I wanted to be a Aircraft Apprentice (Ground Wireless Fitter) in 1959. I passed the written exams but, after asking me to describe the colour of tiny lights at the end of a very, very long corridor, the medical board at RAF Halton determined that I was red/green colour blind. That explained why for the last five years at grammar school I'd been constantly reprimanded by the art teacher for mixing up the colour palettes in the art room, it doesn't seem to have occurred to him that I had a colour vision problem. I ended up as a Boy Entrant Telegraphist at Cosford which eventually led to a good (and interesting) 30 year career with the Civil Service after my 12 years were up.

Re: The Rest is History

Posted: Tue Dec 10, 2019 2:23 pm
by Sisemen
Ricardian - sometimes those crossroads of life which determine a path which you did not want to go down end up as the best thing since sliced bread.

Re: The Rest is History

Posted: Tue Dec 10, 2019 4:40 pm
by llondel
What was the best thing before sliced bread came along?

Re: The Rest is History

Posted: Tue Dec 10, 2019 5:03 pm
by Fox3WheresMyBanana
Linoleum

That's what my maternal grandmother told me used to be said. And if you've ever had to scrub a stone-flagged kitchen floor in winter, you'd agree.

Re: The Rest is History

Posted: Tue Dec 10, 2019 9:01 pm
by Slasher
So Fox, along with your lino kitchen floor and after sliced bread was invented, you must’ve been on Cloud Line with those best things.

Re: The Rest is History

Posted: Tue Dec 10, 2019 9:12 pm
by Fox3WheresMyBanana
Oddly enough, my kitchen floor is not linoleum, and I slice my own bread.
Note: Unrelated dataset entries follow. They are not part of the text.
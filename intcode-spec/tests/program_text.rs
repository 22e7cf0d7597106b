//! Program text parsing and instruction decoding over real programs

use intcode_spec::{Instruction, Mode, Opcode, Program, SpecError};
use proptest::prelude::*;

const QUINE: &str = "109,1,204,-1,1001,100,1,100,1008,100,16,101,1006,101,0,99";

#[test]
fn test_quine_text() {
    let program = Program::parse(QUINE).unwrap();
    assert_eq!(program.len(), 16);
    assert_eq!(program.to_string(), QUINE);
}

#[test]
fn test_multiline_program() {
    let source = "3,26,1001,26,-4,26,\n3,27,1002,27,2,27,\r\n1,27,26,27,4,27,1001,28,-1,28,1005,28,6,99,0,0,5\n";
    let program = Program::parse(source).unwrap();
    assert_eq!(program.len(), 29);
    assert_eq!(program.words()[28], 5);
}

#[test]
fn test_decode_linear_sweep() {
    // 1002,4,3,4,33: mul [4], 3, [4] then data
    let program = Program::parse("1002,4,3,4,33").unwrap();
    let instr = Instruction::decode(program.words()[0]).unwrap();
    assert_eq!(instr.opcode(), Opcode::Mul);
    assert_eq!(instr.modes(), &[Mode::Position, Mode::Immediate, Mode::Position]);
    assert_eq!(instr.width(), 4);
    assert!(Instruction::decode(program.words()[4]).is_err());
}

#[test]
fn test_negative_numbers_and_plus_sign() {
    let program = Program::parse("1101,100,-1,4,+0").unwrap();
    assert_eq!(program.words(), &[1101, 100, -1, 4, 0]);
}

#[test]
fn test_decode_error_kinds() {
    let err = Instruction::decode(12345).unwrap_err();
    assert!(err.is_decode_error());
    assert!(matches!(err, SpecError::InvalidOpcode { opcode: 45, .. }));
}

fn arb_words() -> impl Strategy<Value = Vec<i64>> {
    prop::collection::vec(any::<i64>(), 1..64)
}

proptest! {
    #[test]
    fn test_display_parses_back(words in arb_words()) {
        let program = Program::from_words(words.clone());
        let reparsed = Program::parse(&program.to_string()).unwrap();
        prop_assert_eq!(reparsed.words(), &words[..]);
    }

    #[test]
    fn test_whitespace_is_insignificant(words in arb_words(), pad in "[ \t\n]{0,3}") {
        let source = words
            .iter()
            .map(|w| format!("{pad}{w}{pad}"))
            .collect::<Vec<_>>()
            .join(",");
        let program = Program::parse(&source).unwrap();
        prop_assert_eq!(program.words(), &words[..]);
    }

    #[test]
    fn test_parse_never_panics(source in "[0-9, \n+-]{0,40}") {
        let _ = Program::parse(&source);
    }
}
In my opinion, the best modern convenience by a million miles is a washing machine. That seems to be top when they do big surveys also.

Re: The Rest is History

Posted: Tue Dec 10, 2019 9:21 pm
by Slasher
Fridges top the list in Thailand.

Re: The Rest is History

Posted: Wed Dec 11, 2019 2:06 am
by Fox3WheresMyBanana
I can see that!
We aren't short of ice here ;)))
Ice would be sawn into blocks and placed in an icebox. For the summer, ice blocks would be buried then dug up as needed.

Re: The Rest is History

Posted: Fri Dec 13, 2019 6:20 pm
by Alisoncc
ricardian wrote:
Tue Dec 10, 2019 2:17 pm
I wanted to be a Aircraft Apprentice (Ground Wireless Fitter) in 1959. I passed the written exams but, after asking me to describe the colour of tiny lights at the end of a very, very long corridor, the medical board at RAF Halton determined that I was red/green colour blind.
Intrigued. In 1959 I was "examined" at RAF Cardington for entry as an AA, being accepted for RAF Locking, the No 1 Radio School. Only ever got to visit Halton when as a trumpeter in the AA band playing at the Royal Tattoo at Earls Court.

In the early sixties Vulcan B2's were the ultimate in cutting edge electronics technology. After three years full-time study at Locking they allowed "me" to play with them, all on my own. :D After 2½ glorious years at Finningley, found me sorting out all manner of aeries in the deserts of Sharjah. From Hunters, Javelins and Phantoms to the ubiquitous Bubbly and Twin Pins.